Evaluating the role of the Ralstonia solanacearum GspC protein in type II secretion substrate specificity.
H. TSENG (1), T. P. Denny (1) (1) University of Georgia, Athens, GA, USA.
Phytopathology 99:S130.

Abstract: The type II secretion (T2S) system in Ralstonia solanacearum secrets multiple plant cell wall-degrading enzymes and other proteins important for pathogenesis. GspC is an essential component of the T2S system, and is one of two proteins thought to help determine substrate specificity. The N-terminal half of GspC is conserved, but the C-terminal half usually has one of three protein-protein interaction domains.
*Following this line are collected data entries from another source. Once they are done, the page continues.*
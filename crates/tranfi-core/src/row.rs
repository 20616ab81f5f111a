//! Ordered rows and row batches.
//!
//! A `Row` keeps its cells in column order because encoders write them in that
//! order; lookups are by name. Rows are narrow in practice, so a linear scan
//! beats hashing here.

use serde::{Deserialize, Serialize};

use crate::value::Value;

#[derive(Debug, Clone, Default, PartialEq, Serialize, Deserialize)]
pub struct Row {
    cells: Vec<(String, Value)>,
}

impl Row {
    pub fn new() -> Self {
        Self::default()
    }

    pub fn with_capacity(n: usize) -> Self {
        Self {
            cells: Vec::with_capacity(n),
        }
    }

    pub fn len(&self) -> usize {
        self.cells.len()
    }

    pub fn is_empty(&self) -> bool {
        self.cells.is_empty()
    }

    pub fn position(&self, name: &str) -> Option<usize> {
        self.cells.iter().position(|(n, _)| n == name)
    }

    pub fn contains(&self, name: &str) -> bool {
        self.position(name).is_some()
    }

    pub fn get(&self, name: &str) -> Option<&Value> {
        self.cells.iter().find(|(n, _)| n == name).map(|(_, v)| v)
    }

    pub fn get_mut(&mut self, name: &str) -> Option<&mut Value> {
        self.cells
            .iter_mut()
            .find(|(n, _)| n == name)
            .map(|(_, v)| v)
    }

    /// Missing columns read as Null.
    pub fn value(&self, name: &str) -> &Value {
        static NULL: Value = Value::Null;
        self.get(name).unwrap_or(&NULL)
    }

    /// Replace in place if the column exists, otherwise append.
    pub fn set(&mut self, name: impl Into<String>, value: Value) {
        let name = name.into();
        match self.get_mut(&name) {
            Some(slot) => *slot = value,
            None => self.cells.push((name, value)),
        }
    }

    /// Append without checking for an existing column of the same name.
    pub fn push(&mut self, name: impl Into<String>, value: Value) {
        self.cells.push((name.into(), value));
    }

    /// Insert at `index` (clamped), or replace in place if the name exists.
    pub fn insert(&mut self, index: usize, name: impl Into<String>, value: Value) {
        let name = name.into();
        if let Some(slot) = self.get_mut(&name) {
            *slot = value;
            return;
        }
        let index = index.min(self.cells.len());
        self.cells.insert(index, (name, value));
    }

    pub fn remove(&mut self, name: &str) -> Option<Value> {
        let i = self.position(name)?;
        Some(self.cells.remove(i).1)
    }

    /// Rename keeping position. Returns false if `old` is absent.
    pub fn rename(&mut self, old: &str, new: impl Into<String>) -> bool {
        match self.cells.iter_mut().find(|(n, _)| n == old) {
            Some(cell) => {
                cell.0 = new.into();
                true
            }
            None => false,
        }
    }

    pub fn columns(&self) -> impl Iterator<Item = &str> {
        self.cells.iter().map(|(n, _)| n.as_str())
    }

    pub fn values(&self) -> impl Iterator<Item = &Value> {
        self.cells.iter().map(|(_, v)| v)
    }

    pub fn iter(&self) -> impl Iterator<Item = (&str, &Value)> {
        self.cells.iter().map(|(n, v)| (n.as_str(), v))
    }

    pub fn iter_mut(&mut self) -> impl Iterator<Item = (&str, &mut Value)> {
        self.cells.iter_mut().map(|(n, v)| (n.as_str(), v))
    }
}

impl<K: Into<String>> FromIterator<(K, Value)> for Row {
    fn from_iter<I: IntoIterator<Item = (K, Value)>>(iter: I) -> Self {
        let mut row = Row::new();
        for (k, v) in iter {
            row.set(k, v);
        }
        row
    }
}

impl IntoIterator for Row {
    type Item = (String, Value);
    type IntoIter = std::vec::IntoIter<(String, Value)>;

    fn into_iter(self) -> Self::IntoIter {
        self.cells.into_iter()
    }
}

/// An ordered run of rows. Batch boundaries carry no meaning.
#[derive(Debug, Clone, Default, PartialEq, Serialize, Deserialize)]
pub struct RowBatch {
    pub rows: Vec<Row>,
}

impl RowBatch {
    pub fn new() -> Self {
        Self::default()
    }

    pub fn with_capacity(n: usize) -> Self {
        Self {
            rows: Vec::with_capacity(n),
        }
    }

    pub fn len(&self) -> usize {
        self.rows.len()
    }

    pub fn is_empty(&self) -> bool {
        self.rows.is_empty()
    }

    pub fn push(&mut self, row: Row) {
        self.rows.push(row);
    }

    pub fn extend(&mut self, other: RowBatch) {
        self.rows.extend(other.rows);
    }

    pub fn iter(&self) -> std::slice::Iter<'_, Row> {
        self.rows.iter()
    }

    /// Column names in first-seen order across all rows.
    pub fn column_names(&self) -> Vec<String> {
        let mut names: Vec<String> = Vec::new();
        for row in &self.rows {
            for c in row.columns() {
                if !names.iter().any(|n| n == c) {
                    names.push(c.to_string());
                }
            }
        }
        names
    }
}

impl From<Vec<Row>> for RowBatch {
    fn from(rows: Vec<Row>) -> Self {
        Self { rows }
    }
}

impl IntoIterator for RowBatch {
    type Item = Row;
    type IntoIter = std::vec::IntoIter<Row>;

    fn into_iter(self) -> Self::IntoIter {
        self.rows.into_iter()
    }
}

impl<'a> IntoIterator for &'a RowBatch {
    type Item = &'a Row;
    type IntoIter = std::slice::Iter<'a, Row>;

    fn into_iter(self) -> Self::IntoIter {
        self.rows.iter()
    }
}

#[cfg(test)]
mod tests {
    use super::*;

    fn mk_row() -> Row {
        Row::from_iter([("name", Value::from("Alice")), ("age", Value::Int(30))])
    }

    #[test]
    fn set_replaces_in_place() {
        let mut row = mk_row();
        row.set("name", Value::from("Bob"));
        row.set("city", Value::from("Oslo"));
        assert_eq!(row.columns().collect::<Vec<_>>(), vec!["name", "age", "city"]);
        assert_eq!(row.value("name"), &Value::from("Bob"));
    }

    #[test]
    fn rename_keeps_position() {
        let mut row = mk_row();
        assert!(row.rename("name", "who"));
        assert!(!row.rename("missing", "x"));
        assert_eq!(row.columns().collect::<Vec<_>>(), vec!["who", "age"]);
    }

    #[test]
    fn missing_reads_null() {
        let row = mk_row();
        assert_eq!(row.value("nope"), &Value::Null);
    }

    #[test]
    fn batch_column_names_union() {
        let mut other = Row::new();
        other.set("zip", Value::Int(1));
        let batch = RowBatch::from(vec![mk_row(), other]);
        assert_eq!(batch.column_names(), vec!["name", "age", "zip"]);
    }
}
However, in R. solanacearum GspC lacks a predicted C-terminal protein-protein interaction domain, and this may contribute to its secreting more proteins than other bacteria. To investigate the role of GspC in the T2S system, we deleted gspC in R. solanacearum and tested various plasmid-borne genes for their ability to restore secretion of polygalacturonase and endoglucanase enzymes. The wild type and a C-terminally truncated form of R. solanacearum GspC, and wild-type Cupriavidus metallidurans GspC restored secretion of both enzymes almost to wild type levels. However, wild-type Burkholderia thailandensis GspC, which naturally lacks a C-terminal domain, partially restored secretion of polygalacturonase but did not restore secretion of endoglucanase. These results suggest that general recognition of secreted proteins by the R. solanacearum T2S system lies in both the secreted protein and GspC recognition. These insights could have broad ramifications, because the T2S system is a critical function for many plant and animal pathogens.